- [INSTRUCTIONS TO FOLLOW]: What lines below mention the word "latest"? Copy each one.

==== PROVIDED RECORDS

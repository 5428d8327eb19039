//! Keyboard input handling
//!
//! Maps browser key identifiers onto paddle speeds. The left paddle moves on
//! "z"/"s" but stops on "w"/"s" key-up; the mismatch is kept as-is.

use crate::sim::{GameState, Side};

/// Keys the game reacts to
#[derive(Debug, Clone, Copy, PartialEq, Eq)]
pub enum Key {
    Z,
    S,
    W,
    ArrowUp,
    ArrowDown,
}

impl Key {
    /// Parse a `KeyboardEvent.key` identifier (case-sensitive)
    pub fn from_identifier(key: &str) -> Option<Self> {
        match key {
            "z" => Some(Key::Z),
            "s" => Some(Key::S),
            "w" => Some(Key::W),
            "ArrowUp" => Some(Key::ArrowUp),
            "ArrowDown" => Some(Key::ArrowDown),
            _ => None,
        }
    }

    /// Paddle and direction a key-down sets (-1 up, +1 down)
    fn press_target(self) -> Option<(Side, f32)> {
        match self {
            Key::Z => Some((Side::Left, -1.0)),
            Key::S => Some((Side::Left, 1.0)),
            Key::ArrowUp => Some((Side::Right, -1.0)),
            Key::ArrowDown => Some((Side::Right, 1.0)),
            Key::W => None,
        }
    }

    /// Paddle a key-up stops
    fn release_target(self) -> Option<Side> {
        match self {
            Key::W | Key::S => Some(Side::Left),
            Key::ArrowUp | Key::ArrowDown => Some(Side::Right),
            Key::Z => None,
        }
    }
}

/// Handle key down event
pub fn handle_key_down(state: &mut GameState, key: &str) {
    if !state.is_running() {
        return;
    }
    let Some((side, direction)) = Key::from_identifier(key).and_then(Key::press_target) else {
        return;
    };
    let speed = direction * state.tuning.paddle_speed;
    state.paddle_mut(side).speed = speed;
}

/// Handle key up event
pub fn handle_key_up(state: &mut GameState, key: &str) {
    if !state.is_running() {
        return;
    }
    if let Some(side) = Key::from_identifier(key).and_then(Key::release_target) {
        state.paddle_mut(side).speed = 0.0;
    }
}
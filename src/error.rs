//! Setup errors
//!
//! The simulation itself never fails; these are precondition violations
//! caught when a match is created.

use thiserror::Error;

#[derive(Debug, Clone, PartialEq, Error)]
pub enum SetupError {
    #[error("{name} must be positive, got {value}")]
    NonPositive { name: &'static str, value: f32 },

    #[error("arena height {height} is smaller than paddle height {paddle_height}")]
    ArenaTooShort { height: f32, paddle_height: f32 },

    #[error("arena width {width} cannot fit two paddles of width {paddle_width} and a ball of size {ball_size}")]
    ArenaTooNarrow {
        width: f32,
        paddle_width: f32,
        ball_size: f32,
    },

    #[error("winning score must be at least 1")]
    ZeroWinningScore,
}
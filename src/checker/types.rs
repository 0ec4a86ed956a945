use serde::ser::{Serialize, SerializeMap, Serializer};

/// Vehicle attributes the checker renders as `<th id="...">` cells
#[derive(Debug, Clone, Copy, PartialEq, Eq)]
pub enum VehicleAttribute {
    RegistrationNumber,
    TypeApproval,
    Type,
    Make,
    Model,
    Colour,
    FuelType,
}

impl VehicleAttribute {
    pub const ALL: [VehicleAttribute; 7] = [
        VehicleAttribute::RegistrationNumber,
        VehicleAttribute::TypeApproval,
        VehicleAttribute::Type,
        VehicleAttribute::Make,
        VehicleAttribute::Model,
        VehicleAttribute::Colour,
        VehicleAttribute::FuelType,
    ];

    /// Element id on the checker page, also the key in the response body
    pub fn id(&self) -> &'static str {
        match self {
            VehicleAttribute::RegistrationNumber => "registration-number",
            VehicleAttribute::TypeApproval => "type-approval",
            VehicleAttribute::Type => "type",
            VehicleAttribute::Make => "make",
            VehicleAttribute::Model => "model",
            VehicleAttribute::Colour => "colour",
            VehicleAttribute::FuelType => "fuel-type",
        }
    }
}

/// Attributes found on the lookup page, in `VehicleAttribute::ALL` order.
/// Attributes missing from the page are simply not present.
#[derive(Debug, Clone, Default, PartialEq)]
pub struct VehicleRecord {
    attributes: Vec<(VehicleAttribute, String)>,
}

impl VehicleRecord {
    pub fn insert(&mut self, attribute: VehicleAttribute, value: String) {
        match self.attributes.iter_mut().find(|(a, _)| *a == attribute) {
            Some(slot) => slot.1 = value,
            None => self.attributes.push((attribute, value)),
        }
    }

    pub fn get(&self, attribute: VehicleAttribute) -> Option<&str> {
        self.attributes
            .iter()
            .find(|(a, _)| *a == attribute)
            .map(|(_, v)| v.as_str())
    }

    pub fn len(&self) -> usize {
        self.attributes.len()
    }

    pub fn is_empty(&self) -> bool {
        self.attributes.is_empty()
    }
}

impl Serialize for VehicleRecord {
    fn serialize<S: Serializer>(&self, serializer: S) -> Result<S::Ok, S::Error> {
        let mut map = serializer.serialize_map(Some(self.attributes.len()))?;
        for (attribute, value) in &self.attributes {
            map.serialize_entry(attribute.id(), value)?;
        }
        map.end()
    }
}

/// Would the vehicle be charged to enter the zone
#[derive(Debug, Clone, Copy, PartialEq, Eq)]
pub enum ChargeDetermination {
    Charged,
    NotCharged,
    /// Not found, or the result table was ambiguous or silent
    Unknown,
}

impl ChargeDetermination {
    /// Decide from the two table signals. Conflicting or absent signals are
    /// `Unknown`.
    pub fn from_signals(charged: bool, not_charged: bool) -> Self {
        match (charged, not_charged) {
            (true, false) => ChargeDetermination::Charged,
            (false, true) => ChargeDetermination::NotCharged,
            _ => ChargeDetermination::Unknown,
        }
    }

    pub fn as_bool(&self) -> Option<bool> {
        match self {
            ChargeDetermination::Charged => Some(true),
            ChargeDetermination::NotCharged => Some(false),
            ChargeDetermination::Unknown => None,
        }
    }
}

/// Serialized as `true`, `false` or `null`
impl Serialize for ChargeDetermination {
    fn serialize<S: Serializer>(&self, serializer: S) -> Result<S::Ok, S::Error> {
        self.as_bool().serialize(serializer)
    }
}

#[cfg(test)]
mod tests {
    use super::*;

    #[test]
    fn test_signal_table() {
        assert_eq!(
            ChargeDetermination::from_signals(true, true),
            ChargeDetermination::Unknown
        );
        assert_eq!(
            ChargeDetermination::from_signals(true, false),
            ChargeDetermination::Charged
        );
        assert_eq!(
            ChargeDetermination::from_signals(false, true),
            ChargeDetermination::NotCharged
        );
        assert_eq!(
            ChargeDetermination::from_signals(false, false),
            ChargeDetermination::Unknown
        );
    }

    #[test]
    fn test_charge_serializes_as_nullable_bool() {
        assert_eq!(
            serde_json::to_string(&ChargeDetermination::Charged).unwrap(),
            "true"
        );
        assert_eq!(
            serde_json::to_string(&ChargeDetermination::Unknown).unwrap(),
            "null"
        );
    }

    #[test]
    fn test_record_keeps_insertion_order_and_page_ids() {
        let mut record = VehicleRecord::default();
        record.insert(VehicleAttribute::Make, "FORD".to_string());
        record.insert(VehicleAttribute::FuelType, "Petrol".to_string());
        record.insert(VehicleAttribute::Make, "VAUXHALL".to_string());

        assert_eq!(record.len(), 2);
        assert_eq!(record.get(VehicleAttribute::Make), Some("VAUXHALL"));
        assert_eq!(record.get(VehicleAttribute::Colour), None);
        assert_eq!(
            serde_json::to_string(&record).unwrap(),
            r#"{"make":"VAUXHALL","fuel-type":"Petrol"}"#
        );
    }
}
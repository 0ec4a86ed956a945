pub mod logging;
pub mod runtime;

pub use runtime::block_on;
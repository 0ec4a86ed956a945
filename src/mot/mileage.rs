use chrono::NaiveDateTime;
use serde_json::Value;

/// Timestamp format of `completedDate` in the MOT API
pub const COMPLETED_DATE_FORMAT: &str = "%Y.%m.%d %H:%M:%S";

const SECONDS_PER_YEAR: f64 = 3600.0 * 24.0 * 365.0;

/// One test from the MOT history, reduced to what mileage needs
#[derive(Debug, Clone, PartialEq)]
pub struct MotHistoryEntry {
    pub odometer_value: i64,
    pub completed_date: NaiveDateTime,
}

/// Tests of the first vehicle in an MOT response. `None` if the vehicle list
/// is empty or any test lacks a readable odometer value or completion date.
pub fn parse_tests(mot_data: &Value) -> Option<Vec<MotHistoryEntry>> {
    let tests = mot_data.get(0)?.get("motTests")?.as_array()?;

    tests
        .iter()
        .map(|test| {
            Some(MotHistoryEntry {
                odometer_value: parse_odometer(test.get("odometerValue")?)?,
                completed_date: NaiveDateTime::parse_from_str(
                    test.get("completedDate")?.as_str()?,
                    COMPLETED_DATE_FORMAT,
                )
                .ok()?,
            })
        })
        .collect()
}

/// The API sends odometer readings as strings; accept numbers too
fn parse_odometer(value: &Value) -> Option<i64> {
    match value {
        Value::String(s) => s.trim().parse().ok(),
        Value::Number(n) => n.as_i64(),
        _ => None,
    }
}

/// Miles per year between the two most recent tests, truncated toward zero.
/// Anything short of two usable tests gives 0.
pub fn mileage_rate(entries: &[MotHistoryEntry]) -> i64 {
    let mut sorted: Vec<&MotHistoryEntry> = entries.iter().collect();
    sorted.sort_by(|a, b| b.completed_date.cmp(&a.completed_date));

    let [latest, previous, ..] = sorted.as_slice() else {
        return 0;
    };

    let years =
        (latest.completed_date - previous.completed_date).num_seconds() as f64 / SECONDS_PER_YEAR;
    if years == 0.0 {
        return 0;
    }

    let Some(miles) = latest.odometer_value.checked_sub(previous.odometer_value) else {
        return 0;
    };
    let rate = miles as f64 / years;
    if rate.is_finite() {
        rate as i64
    } else {
        0
    }
}

/// `last_year_mileage` for a raw MOT response
pub fn last_year_mileage(mot_data: &Value) -> i64 {
    parse_tests(mot_data)
        .map(|entries| mileage_rate(&entries))
        .unwrap_or(0)
}
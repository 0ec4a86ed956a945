use once_cell::sync::Lazy;
use tracing_subscriber::EnvFilter;

/// Set when `CAZCHECK_DEBUG` is present in the environment
pub static DEBUG_MODE: Lazy<bool> = Lazy::new(|| std::env::var("CAZCHECK_DEBUG").is_ok());

/// Filter used when `RUST_LOG` is not set
pub fn default_directive(debug: bool) -> &'static str {
    if debug {
        "cazcheck=debug"
    } else {
        "cazcheck=warn"
    }
}

/// Install the stderr subscriber. Stdout is reserved for the response.
///
/// Safe to call more than once; later calls are ignored.
pub fn init() {
    let filter = EnvFilter::try_from_default_env()
        .unwrap_or_else(|_| EnvFilter::new(default_directive(*DEBUG_MODE)));

    let _ = tracing_subscriber::fmt()
        .with_env_filter(filter)
        .with_writer(std::io::stderr)
        .with_target(false)
        .try_init();
}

========

- [OUTPUT FOR THIS EXERCISE]:
    let [latest, previous, ..] = sorted.as_slice() else {
        (latest.completed_date - previous.completed_date).num_seconds() as f64 / SECONDS_PER_YEAR;
    let Some(miles) = latest.odometer_value.checked_sub(previous.odometer_value) else {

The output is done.